All but one of the portfolios in the federal government’s 401(k)-style retirement savings program ended their months-long streak of gains in September.
Only the Thrift Savings Plan’s G Fund, which is made up of government securities, ended last month in the black, increasing 0.06%. So far in 2020, the G Fund has gained 0.76%.
The common stocks of the C Fund fared the worst in September, losing 3.8% and bringing its 2020 performance down to 5.5%. The small- and mid-size businesses in the S Fund fell 3.04% last month, bringing its gains since January down to 3.45%.

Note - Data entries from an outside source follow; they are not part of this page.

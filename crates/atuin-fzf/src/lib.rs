pub mod adapter;
pub mod config;
pub mod launcher;
pub mod pipeline;
pub mod preview;
pub mod selector;

use std::io::Write;

use anyhow::Context;

use crate::config::Config;
use crate::preview::BackendSource;

/// The two ways this program is invoked.
#[derive(Debug, Clone, PartialEq, Eq)]
pub enum Mode {
    /// Interactive search with an initial query (may be empty).
    Search { query: String },
    /// Render the preview pane for one selector row. `None` when `--preview`
    /// was given without a value; nothing is printed then.
    Preview { record: Option<String> },
}

/// Run one mode to completion and return the process exit code.
///
/// # Errors
///
/// Returns any fatal error; the caller prints it and exits non-zero.
pub fn run(mode: &Mode, config: &Config) -> anyhow::Result<i32> {
    match mode {
        Mode::Search { query } => run_search(config, query),
        Mode::Preview { record: None } => Ok(0),
        Mode::Preview {
            record: Some(record),
        } => run_preview(config, record),
    }
}

fn run_search(config: &Config, query: &str) -> anyhow::Result<i32> {
    let self_exe = std::env::current_exe().context("self executable")?;
    let outcome = pipeline::run(config, &self_exe, query)?;
    Ok(outcome.exit_code())
}

fn run_preview(config: &Config, record: &str) -> anyhow::Result<i32> {
    let source = BackendSource {
        program: config.backend.clone(),
    };
    let preview = preview::render(record, &source, config.related_limit)?;

    let mut stdout = std::io::stdout().lock();
    stdout.write_all(preview.report.as_bytes())?;
    stdout.flush()?;

    if preview.is_complete() {
        return Ok(0);
    }
    for failure in &preview.failures {
        eprintln!("[atuin-fzf] error: {failure}");
    }
    Ok(1)
}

The international (I) fund lost 2.60% in September. It is the only portfolio in the TSP to have negative performance on the year, which now sits at 6.83% in the red. The fixed income bonds in the F Fund fell 0.03% last month, bringing its 2020 gains down to 6.75%.
All of the TSP’s lifecycle (L) funds, which shift to more stable investments as participants get closer to retirement, lost value in September. The L Income Fund, for those who have already begun making withdrawals, fell 0.66%; L 2030, 1.92%; L 2040, 2.30%; and L 2050, 2.63%.
So far this year, the L Income Fund has gained 1.59%; L 2030, 1.76%; L 2040, 1.73%; and L 2050, 1.64%.
Last month, the L 2025 Fund lost 1.58%; L 2035, 2.11%; L 2045, 2.46%; L 2055, 3.2%; and L 2060, 3.2%. Since these portfolios were established in July, the TSP does not yet maintain yearlong performance metrics for them.